TASK TO CARRY OUT: Filter this data down to the lines that hold "label", and copy them.

========

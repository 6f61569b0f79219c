//! Problem generation and session scoring.

use rand::Rng;
use serde::{Deserialize, Serialize};
use std::fmt;
use std::str::FromStr;

/// Number of correct answers that finishes a session.
pub const QUESTION_QUOTA: u32 = 10;

/// Named preset controlling the operand draw range.
#[derive(Debug, Clone, Copy, PartialEq, Eq, Serialize, Deserialize)]
#[serde(rename_all = "lowercase")]
pub enum Difficulty {
    /// Operands drawn from 0..=5.
    Easy,
    /// Operands drawn from 3..=8.
    Medium,
    /// Operands drawn from 3..=12.
    Hard,
}

impl Difficulty {
    /// All difficulties in display order.
    pub const ALL: [Difficulty; 3] = [Difficulty::Easy, Difficulty::Medium, Difficulty::Hard];

    /// Inclusive bounds both operands are drawn from.
    pub fn bounds(self) -> (u8, u8) {
        match self {
            Difficulty::Easy => (0, 5),
            Difficulty::Medium => (3, 8),
            Difficulty::Hard => (3, 12),
        }
    }

    /// User-facing label.
    pub fn label(self) -> &'static str {
        match self {
            Difficulty::Easy => "Easy",
            Difficulty::Medium => "Medium",
            Difficulty::Hard => "Hard",
        }
    }
}

impl Default for Difficulty {
    fn default() -> Self {
        Difficulty::Easy
    }
}

impl fmt::Display for Difficulty {
    fn fmt(&self, f: &mut fmt::Formatter<'_>) -> fmt::Result {
        f.write_str(self.label())
    }
}

/// Error returned when a difficulty name cannot be recognised.
#[derive(Debug, Clone, PartialEq, Eq, thiserror::Error)]
#[error("unknown difficulty '{0}', expected easy, medium or hard")]
pub struct ParseDifficultyError(String);

impl FromStr for Difficulty {
    type Err = ParseDifficultyError;

    fn from_str(input: &str) -> Result<Self, Self::Err> {
        match input.trim().to_ascii_lowercase().as_str() {
            "easy" => Ok(Difficulty::Easy),
            "medium" => Ok(Difficulty::Medium),
            "hard" => Ok(Difficulty::Hard),
            _ => Err(ParseDifficultyError(input.to_string())),
        }
    }
}

/// The current multiplication problem.
#[derive(Debug, Clone, Copy, PartialEq, Eq, Serialize, Deserialize)]
pub struct Problem {
    /// Left operand.
    pub a: u8,
    /// Right operand.
    pub b: u8,
}

impl Problem {
    /// Draw a fresh problem, both operands independent and uniform within
    /// the inclusive bounds.
    pub fn roll(rng: &mut impl Rng, bounds: (u8, u8)) -> Self {
        let (lo, hi) = bounds;
        Self {
            a: rng.random_range(lo..=hi),
            b: rng.random_range(lo..=hi),
        }
    }

    /// The expected product.
    pub fn answer(&self) -> u32 {
        u32::from(self.a) * u32::from(self.b)
    }
}

impl fmt::Display for Problem {
    fn fmt(&self, f: &mut fmt::Formatter<'_>) -> fmt::Result {
        write!(f, "{} × {}", self.a, self.b)
    }
}

/// Semantic colour class attached to feedback text.
#[derive(Debug, Clone, Copy, PartialEq, Eq)]
pub enum Tone {
    /// Nothing graded yet.
    Neutral,
    /// Last submission was correct.
    Success,
    /// Last submission was wrong.
    Danger,
}

/// Last grading signal shown to the player. Persists until the next graded
/// submission or a session reset; an unparseable submission leaves it alone.
#[derive(Debug, Clone, Copy, PartialEq, Eq, Default)]
pub enum Feedback {
    /// No submission graded yet.
    #[default]
    Idle,
    /// "Correct!"
    Correct,
    /// "Please try again"
    TryAgain,
}

impl Feedback {
    /// Display text for the feedback line.
    pub fn text(self) -> &'static str {
        match self {
            Feedback::Idle => " ",
            Feedback::Correct => "Correct!",
            Feedback::TryAgain => "Please try again",
        }
    }

    /// Semantic tone for the presentation layer.
    pub fn tone(self) -> Tone {
        match self {
            Feedback::Idle => Tone::Neutral,
            Feedback::Correct => Tone::Success,
            Feedback::TryAgain => Tone::Danger,
        }
    }
}

/// Session-level state machine. `Playing → Complete` fires exactly when the
/// quota'th correct answer is recorded; the only way back is [`GameState::reset`].
#[derive(Debug, Clone, Copy, PartialEq, Eq)]
pub enum SessionPhase {
    /// Questions remain.
    Playing,
    /// The quota has been reached.
    Complete,
}

/// Mutable state for one practice session.
///
/// Owned by the application loop; the presentation layer only ever sees
/// read-only [`GameSnapshot`]s taken between mutations.
#[derive(Debug, Clone)]
pub struct GameState {
    problem: Problem,
    num_correct: u32,
    num_questions: u32,
    difficulty: Difficulty,
    phase: SessionPhase,
    feedback: Feedback,
}

impl GameState {
    /// Start a session at the given difficulty with a freshly drawn problem.
    pub fn new(difficulty: Difficulty) -> Self {
        let mut rng = rand::rng();
        Self {
            problem: Problem::roll(&mut rng, difficulty.bounds()),
            num_correct: 0,
            num_questions: QUESTION_QUOTA,
            difficulty,
            phase: SessionPhase::Playing,
            feedback: Feedback::Idle,
        }
    }

    /// Overwrite the current problem with a fresh draw from the active
    /// difficulty's bounds. No other field changes.
    pub fn generate_problem(&mut self) {
        let mut rng = rand::rng();
        self.problem = Problem::roll(&mut rng, self.difficulty.bounds());
    }

    /// Switch difficulty for future draws. The current problem and the
    /// running score are intentionally left untouched.
    pub fn set_difficulty(&mut self, difficulty: Difficulty) {
        self.difficulty = difficulty;
    }

    /// Return the session to its initial score state and draw a new
    /// problem. Difficulty is kept.
    pub fn reset(&mut self) {
        self.num_correct = 0;
        self.phase = SessionPhase::Playing;
        self.feedback = Feedback::Idle;
        self.generate_problem();
    }

    /// Record the outcome of a graded submission.
    ///
    /// A correct answer increments the score and either completes the
    /// session (leaving the final problem on screen) or draws the next
    /// problem. A wrong answer only flips the feedback signal. Once the
    /// session is complete, further calls are ignored until [`Self::reset`].
    pub fn record_answer(&mut self, correct: bool) {
        if self.phase == SessionPhase::Complete {
            return;
        }
        if !correct {
            self.feedback = Feedback::TryAgain;
            return;
        }
        self.feedback = Feedback::Correct;
        self.num_correct += 1;
        if self.num_correct >= self.num_questions {
            self.phase = SessionPhase::Complete;
        } else {
            self.generate_problem();
        }
    }

    /// Current problem.
    pub fn problem(&self) -> Problem {
        self.problem
    }

    /// Correct answers so far.
    pub fn num_correct(&self) -> u32 {
        self.num_correct
    }

    /// Question quota for this session.
    pub fn num_questions(&self) -> u32 {
        self.num_questions
    }

    /// Active difficulty.
    pub fn difficulty(&self) -> Difficulty {
        self.difficulty
    }

    /// Session phase.
    pub fn phase(&self) -> SessionPhase {
        self.phase
    }

    /// True once the quota has been reached.
    pub fn is_complete(&self) -> bool {
        self.phase == SessionPhase::Complete
    }

    /// Last grading signal.
    pub fn feedback(&self) -> Feedback {
        self.feedback
    }

    /// Running score as shown in the header, e.g. `3/10`.
    pub fn score_line(&self) -> String {
        format!("{}/{}", self.num_correct, self.num_questions)
    }

    /// Read-only view for the presentation layer. `answer_entry` is the
    /// in-progress buffer owned by the input side.
    pub fn snapshot(&self, answer_entry: &str) -> GameSnapshot {
        GameSnapshot {
            problem: self.problem,
            answer_entry: answer_entry.to_string(),
            feedback: self.feedback,
            score_line: self.score_line(),
            difficulty: self.difficulty,
            complete: self.is_complete(),
        }
    }

    #[cfg(test)]
    pub(crate) fn force_problem(&mut self, a: u8, b: u8) {
        self.problem = Problem { a, b };
    }

    #[cfg(test)]
    pub(crate) fn force_score(&mut self, num_correct: u32) {
        self.num_correct = num_correct;
    }
}

impl Default for GameState {
    fn default() -> Self {
        Self::new(Difficulty::default())
    }
}

/// Immutable view of everything the presentation layer draws.
#[derive(Debug, Clone)]
pub struct GameSnapshot {
    /// Current operand pair.
    pub problem: Problem,
    /// Buffer contents, empty until the player types.
    pub answer_entry: String,
    /// Last grading signal.
    pub feedback: Feedback,
    /// Header score string, e.g. `3/10`.
    pub score_line: String,
    /// Active difficulty.
    pub difficulty: Difficulty,
    /// True on the celebratory screen.
    pub complete: bool,
}

#[cfg(test)]
mod tests {
    use super::*;

    fn in_bounds(problem: Problem, bounds: (u8, u8)) -> bool {
        let (lo, hi) = bounds;
        (lo..=hi).contains(&problem.a) && (lo..=hi).contains(&problem.b)
    }

    #[test]
    fn operands_stay_within_difficulty_bounds() {
        for difficulty in Difficulty::ALL {
            let mut game = GameState::new(Difficulty::Easy);
            game.set_difficulty(difficulty);
            for _ in 0..200 {
                game.generate_problem();
                assert!(
                    in_bounds(game.problem(), difficulty.bounds()),
                    "{:?} outside bounds for {difficulty}",
                    game.problem()
                );
            }
        }
    }

    #[test]
    fn correct_answer_increments_and_draws_next() {
        let mut game = GameState::new(Difficulty::Hard);
        game.force_problem(3, 4);
        game.record_answer(true);
        assert_eq!(game.num_correct(), 1);
        assert_eq!(game.feedback(), Feedback::Correct);
        assert_eq!(game.phase(), SessionPhase::Playing);
        assert!(in_bounds(game.problem(), Difficulty::Hard.bounds()));
    }

    #[test]
    fn wrong_answer_changes_nothing_but_feedback() {
        let mut game = GameState::new(Difficulty::Easy);
        game.force_problem(3, 4);
        game.force_score(5);
        game.record_answer(false);
        assert_eq!(game.num_correct(), 5);
        assert_eq!(game.phase(), SessionPhase::Playing);
        assert_eq!(game.feedback(), Feedback::TryAgain);
        assert_eq!(game.problem(), Problem { a: 3, b: 4 });
    }

    #[test]
    fn tenth_correct_answer_completes_without_regenerating() {
        let mut game = GameState::new(Difficulty::Medium);
        game.force_problem(7, 8);
        game.force_score(QUESTION_QUOTA - 1);
        game.record_answer(true);
        assert_eq!(game.num_correct(), QUESTION_QUOTA);
        assert!(game.is_complete());
        // The final problem stays on screen under the trophy.
        assert_eq!(game.problem(), Problem { a: 7, b: 8 });
    }

    #[test]
    fn answers_after_completion_are_ignored() {
        let mut game = GameState::new(Difficulty::Easy);
        game.force_score(QUESTION_QUOTA - 1);
        game.record_answer(true);
        assert!(game.is_complete());

        game.record_answer(true);
        assert_eq!(game.num_correct(), QUESTION_QUOTA);
        assert!(game.is_complete());
    }

    #[test]
    fn reset_restores_initial_score_state() {
        let mut game = GameState::new(Difficulty::Hard);
        game.force_problem(5, 5);
        game.force_score(QUESTION_QUOTA - 1);
        game.record_answer(true);
        assert!(game.is_complete());

        game.reset();
        assert_eq!(game.num_correct(), 0);
        assert_eq!(game.phase(), SessionPhase::Playing);
        assert_eq!(game.feedback(), Feedback::Idle);
        assert_eq!(game.difficulty(), Difficulty::Hard);
    }

    #[test]
    fn difficulty_change_keeps_score_and_problem() {
        let mut game = GameState::new(Difficulty::Easy);
        game.force_problem(2, 2);
        game.force_score(4);
        game.set_difficulty(Difficulty::Hard);
        assert_eq!(game.num_correct(), 4);
        assert_eq!(game.problem(), Problem { a: 2, b: 2 });
        assert_eq!(game.difficulty(), Difficulty::Hard);
    }

    #[test]
    fn difficulty_round_trips_through_str() {
        for difficulty in Difficulty::ALL {
            let parsed: Difficulty = difficulty.label().parse().unwrap();
            assert_eq!(parsed, difficulty);
        }
        assert!("brutal".parse::<Difficulty>().is_err());
    }

    #[test]
    fn score_line_matches_header_format() {
        let mut game = GameState::new(Difficulty::Easy);
        game.force_score(3);
        assert_eq!(game.score_line(), "3/10");
    }

    #[test]
    fn snapshot_reflects_state() {
        let mut game = GameState::new(Difficulty::Medium);
        game.force_problem(6, 7);
        let snap = game.snapshot("42");
        assert_eq!(snap.problem.answer(), 42);
        assert_eq!(snap.answer_entry, "42");
        assert_eq!(snap.score_line, "0/10");
        assert!(!snap.complete);
    }
}
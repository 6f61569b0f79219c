#![warn(clippy::all, missing_docs)]

//! Core domain logic for the timestui multiplication trainer.
//!
//! This crate hosts the problem-generation and scoring state machine,
//! the answer-entry buffer, and configuration handling used by the
//! terminal UI and any future frontends.

pub mod config;
pub mod game;
pub mod input;

pub use config::AppConfig;
pub use game::{
    Difficulty, Feedback, GameSnapshot, GameState, Problem, SessionPhase, Tone, QUESTION_QUOTA,
};
pub use input::{AnswerPad, MAX_ANSWER_LEN};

========

ANSWER SPACE:
    /// User-facing label.
    pub fn label(self) -> &'static str {
        f.write_str(self.label())
            let parsed: Difficulty = difficulty.label().parse().unwrap();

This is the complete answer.